== WORK TASK ==
When the string "source" occurs in a line of the listing below, return that line.
══ GIVEN DATA
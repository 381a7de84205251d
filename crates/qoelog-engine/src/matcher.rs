use qoelog_types::{FieldValue, LogEntry, LogIndex};
use serde::{Deserialize, Serialize};
use std::collections::BTreeSet;
use std::fmt;
use std::str::FromStr;

use crate::criteria::{Compiled, Criteria, Criterion};
use crate::error::Result;

/// How several patterns for one text field combine
#[derive(Debug, Clone, Copy, PartialEq, Eq, Default, Serialize, Deserialize)]
#[serde(rename_all = "lowercase")]
pub enum StringSearchMode {
    /// Every pattern must match
    And,
    /// At least one pattern must match
    #[default]
    Or,
    /// Exactly one pattern must match
    Xor,
}

impl fmt::Display for StringSearchMode {
    fn fmt(&self, f: &mut fmt::Formatter<'_>) -> fmt::Result {
        match self {
            StringSearchMode::And => write!(f, "and"),
            StringSearchMode::Or => write!(f, "or"),
            StringSearchMode::Xor => write!(f, "xor"),
        }
    }
}

impl FromStr for StringSearchMode {
    type Err = String;

    fn from_str(s: &str) -> std::result::Result<Self, Self::Err> {
        match s.to_ascii_lowercase().as_str() {
            "and" => Ok(StringSearchMode::And),
            "or" => Ok(StringSearchMode::Or),
            "xor" => Ok(StringSearchMode::Xor),
            _ => Err(format!("invalid string search mode '{}'", s)),
        }
    }
}

/// Indices of all entries matching every criterion
pub fn match_entries(
    index: &LogIndex,
    criteria: &Criteria,
    mode: StringSearchMode,
) -> Result<BTreeSet<usize>> {
    let compiled = criteria.compile()?;
    Ok(index
        .iter()
        .enumerate()
        .filter(|(_, entry)| {
            compiled
                .iter()
                .all(|(field, criterion)| field_matches(entry, field, criterion, mode))
        })
        .map(|(i, _)| i)
        .collect())
}

fn field_matches(
    entry: &LogEntry,
    field: &str,
    criterion: &Compiled<'_>,
    mode: StringSearchMode,
) -> bool {
    match criterion {
        Compiled::Before(date) => entry.date < *date,
        Compiled::After(date) => entry.date > *date,
        _ => match entry.field(field) {
            None => false,
            Some(value) => value_matches(value, criterion, mode),
        },
    }
}

fn value_matches(value: FieldValue<'_>, criterion: &Compiled<'_>, mode: StringSearchMode) -> bool {
    match (value, criterion) {
        (FieldValue::Text(text), Compiled::Regex(re)) => re.is_match(text),
        (FieldValue::Text(text), Compiled::Regexes(res)) => {
            let hits = res.iter().filter(|re| re.is_match(text)).count();
            match mode {
                StringSearchMode::And => hits == res.len(),
                StringSearchMode::Or => hits > 0,
                StringSearchMode::Xor => hits == 1,
            }
        }
        (FieldValue::Set(set), Compiled::Exact(Criterion::Pattern(name))) => set.contains(name),
        (FieldValue::Set(set), Compiled::Exact(Criterion::Patterns(names))) => {
            names.iter().all(|n| set.contains(n))
        }
        (FieldValue::Set(set), Compiled::Exact(Criterion::Members(wanted))) => {
            wanted.is_subset(set)
        }
        (FieldValue::Flag(flag), Compiled::Exact(Criterion::Flag(wanted))) => flag == *wanted,
        (FieldValue::Date(date), Compiled::Exact(Criterion::Date(wanted))) => date == *wanted,
        _ => false,
    }
}

#[cfg(test)]
mod tests {
    use super::*;
    use qoelog_types::parse_log_date;

    fn entry(op: &str, date: &str, mos: &str) -> LogEntry {
        let mut e = LogEntry::new(op, parse_log_date(date).unwrap(), "a.log");
        e.fields.insert("MOS".to_string(), mos.to_string());
        e
    }

    fn index() -> LogIndex {
        let mut errored = entry("Test", "03-Jan-2022 10:00:00", "1.2");
        errored.error = true;
        errored.groups.insert("g.gr-log:runA".to_string());
        LogIndex::new(vec![
            entry("Test", "01-Jan-2022 10:00:00", "4.5"),
            entry("Access", "02-Jan-2022 10:00:00", "3.9"),
            errored,
        ])
    }

    fn ids(v: &[usize]) -> BTreeSet<usize> {
        v.iter().copied().collect()
    }

    #[test]
    fn test_regex_searches_anywhere() {
        let c = Criteria::new().with("operation", Criterion::pattern("^T"));

        assert_eq!(match_entries(&index(), &c, StringSearchMode::Or).unwrap(), ids(&[0, 2]));
    }

    #[test]
    fn test_string_search_modes() {
        let c = Criteria::new().with("MOS", Criterion::patterns(["^4", r"\.5$", "^3"]));
        let idx = index();

        assert_eq!(match_entries(&idx, &c, StringSearchMode::Or).unwrap(), ids(&[0, 1]));
        assert_eq!(match_entries(&idx, &c, StringSearchMode::Xor).unwrap(), ids(&[1]));

        let both = Criteria::new().with("MOS", Criterion::patterns(["^4", r"\.5$"]));
        assert_eq!(match_entries(&idx, &both, StringSearchMode::And).unwrap(), ids(&[0]));
    }

    #[test]
    fn test_date_bounds_are_strict() {
        let c = Criteria::new()
            .after(parse_log_date("01-Jan-2022 10:00:00").unwrap())
            .before(parse_log_date("03-Jan-2022 10:00:00").unwrap());

        assert_eq!(match_entries(&index(), &c, StringSearchMode::Or).unwrap(), ids(&[1]));
    }

    #[test]
    fn test_missing_field_never_matches() {
        let c = Criteria::new().with("Radio", Criterion::pattern(""));

        assert!(match_entries(&index(), &c, StringSearchMode::Or).unwrap().is_empty());
    }

    #[test]
    fn test_groups_subset_and_membership() {
        let idx = index();
        let subset = Criteria::new().with("groups", Criterion::members(["g.gr-log:runA"]));
        let member = Criteria::new().with("groups", Criterion::pattern("g.gr-log:runA"));
        let too_many = Criteria::new().with(
            "groups",
            Criterion::members(["g.gr-log:runA", "g.gr-log:runB"]),
        );

        assert_eq!(match_entries(&idx, &subset, StringSearchMode::Or).unwrap(), ids(&[2]));
        assert_eq!(match_entries(&idx, &member, StringSearchMode::Or).unwrap(), ids(&[2]));
        assert!(match_entries(&idx, &too_many, StringSearchMode::Or).unwrap().is_empty());
    }

    #[test]
    fn test_group_membership_ignores_regex_syntax() {
        let mut idx = index();
        idx.entries[0].groups.insert("g.gr-log:run(1".to_string());
        let c = Criteria::new().with("groups", Criterion::pattern("g.gr-log:run(1"));
        let dotted = Criteria::new().with("groups", Criterion::pattern("g.gr-log:run."));

        assert_eq!(match_entries(&idx, &c, StringSearchMode::Or).unwrap(), ids(&[0]));
        assert!(match_entries(&idx, &dotted, StringSearchMode::Or).unwrap().is_empty());
    }

    #[test]
    fn test_flags_compare_exactly() {
        let c = Criteria::new().with("error", Criterion::Flag(false));

        assert_eq!(match_entries(&index(), &c, StringSearchMode::Or).unwrap(), ids(&[0, 1]));
    }

    #[test]
    fn test_empty_criteria_match_everything() {
        assert_eq!(
            match_entries(&index(), &Criteria::new(), StringSearchMode::Or).unwrap(),
            ids(&[0, 1, 2])
        );
    }
}
use chrono::NaiveDateTime;
use qoelog_types::parse_log_date;
use regex::Regex;
use std::collections::{BTreeMap, BTreeSet};

use crate::error::{Error, Result};

/// Pseudo-field: entries dated strictly before the criterion
pub const DATE_BEFORE: &str = "date_before";
/// Pseudo-field: entries dated strictly after the criterion
pub const DATE_AFTER: &str = "date_after";

const FLAG_FIELDS: [&str; 2] = ["complete", "error"];

/// What one field is compared against
#[derive(Debug, Clone, PartialEq, Eq)]
pub enum Criterion {
    /// Regular expression searched anywhere in a text field
    Pattern(String),
    /// Several patterns combined by the string search mode
    Patterns(Vec<String>),
    Flag(bool),
    Date(NaiveDateTime),
    /// Group identifiers that must all be present
    Members(BTreeSet<String>),
}

impl Criterion {
    pub fn pattern(pattern: impl Into<String>) -> Self {
        Criterion::Pattern(pattern.into())
    }

    pub fn patterns<I, S>(patterns: I) -> Self
    where
        I: IntoIterator<Item = S>,
        S: Into<String>,
    {
        Criterion::Patterns(patterns.into_iter().map(Into::into).collect())
    }

    pub fn members<I, S>(groups: I) -> Self
    where
        I: IntoIterator<Item = S>,
        S: Into<String>,
    {
        Criterion::Members(groups.into_iter().map(Into::into).collect())
    }

    /// Interpret command-line text for `field`
    ///
    /// Flags take `true`/`false`, date fields take `DD-Mon-YYYY HH:MM:SS`,
    /// `groups` takes a comma separated list; everything else is a pattern.
    pub fn parse_for(field: &str, text: &str) -> Result<Self> {
        if FLAG_FIELDS.contains(&field) {
            return match text.trim().to_ascii_lowercase().as_str() {
                "true" => Ok(Criterion::Flag(true)),
                "false" => Ok(Criterion::Flag(false)),
                _ => Err(Error::InvalidCriterion {
                    field: field.to_string(),
                    message: format!("expected true or false, got {:?}", text),
                }),
            };
        }
        if matches!(field, "date" | DATE_BEFORE | DATE_AFTER) {
            return parse_log_date(text)
                .map(Criterion::Date)
                .ok_or_else(|| Error::InvalidCriterion {
                    field: field.to_string(),
                    message: format!("expected DD-Mon-YYYY HH:MM:SS, got {:?}", text),
                });
        }
        if field == "groups" {
            return Ok(Criterion::members(
                text.split(',').map(str::trim).filter(|g| !g.is_empty()),
            ));
        }
        Ok(Criterion::pattern(text))
    }
}

/// Field name to criterion; an entry must satisfy every key
#[derive(Debug, Clone, Default, PartialEq, Eq)]
pub struct Criteria {
    fields: BTreeMap<String, Criterion>,
}

impl Criteria {
    pub fn new() -> Self {
        Self::default()
    }

    pub fn with(mut self, field: impl Into<String>, criterion: Criterion) -> Self {
        self.insert(field, criterion);
        self
    }

    pub fn before(self, date: NaiveDateTime) -> Self {
        self.with(DATE_BEFORE, Criterion::Date(date))
    }

    pub fn after(self, date: NaiveDateTime) -> Self {
        self.with(DATE_AFTER, Criterion::Date(date))
    }

    pub fn insert(&mut self, field: impl Into<String>, criterion: Criterion) {
        self.fields.insert(field.into(), criterion);
    }

    pub fn iter(&self) -> impl Iterator<Item = (&str, &Criterion)> {
        self.fields.iter().map(|(k, v)| (k.as_str(), v))
    }

    pub fn len(&self) -> usize {
        self.fields.len()
    }

    pub fn is_empty(&self) -> bool {
        self.fields.is_empty()
    }

    pub(crate) fn compile(&self) -> Result<Vec<(&str, Compiled<'_>)>> {
        self.iter()
            .map(|(field, criterion)| Ok((field, Compiled::new(field, criterion)?)))
            .collect()
    }
}

impl<K: Into<String>> FromIterator<(K, Criterion)> for Criteria {
    fn from_iter<T: IntoIterator<Item = (K, Criterion)>>(iter: T) -> Self {
        let mut criteria = Criteria::new();
        for (field, criterion) in iter {
            criteria.insert(field, criterion);
        }
        criteria
    }
}

/// A criterion with its patterns compiled once per query
pub(crate) enum Compiled<'a> {
    Before(NaiveDateTime),
    After(NaiveDateTime),
    Regex(Regex),
    Regexes(Vec<Regex>),
    /// Compared by value; set fields take names, not patterns
    Exact(&'a Criterion),
}

impl<'a> Compiled<'a> {
    fn new(field: &str, criterion: &'a Criterion) -> Result<Self> {
        match (field, criterion) {
            (DATE_BEFORE, Criterion::Date(d)) => Ok(Compiled::Before(*d)),
            (DATE_AFTER, Criterion::Date(d)) => Ok(Compiled::After(*d)),
            (DATE_BEFORE | DATE_AFTER, _) => Err(Error::InvalidCriterion {
                field: field.to_string(),
                message: "a timestamp is required".to_string(),
            }),
            ("groups", _) => Ok(Compiled::Exact(criterion)),
            (_, Criterion::Pattern(p)) => Ok(Compiled::Regex(compile(p)?)),
            (_, Criterion::Patterns(ps)) => Ok(Compiled::Regexes(
                ps.iter().map(|p| compile(p)).collect::<Result<_>>()?,
            )),
            _ => Ok(Compiled::Exact(criterion)),
        }
    }
}

pub(crate) fn compile(pattern: &str) -> Result<Regex> {
    Regex::new(pattern).map_err(|source| Error::InvalidPattern {
        pattern: pattern.to_string(),
        source,
    })
}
════
== RESPONSE BOX ==
    Regex::new(pattern).map_err(|source| Error::InvalidPattern {
        source,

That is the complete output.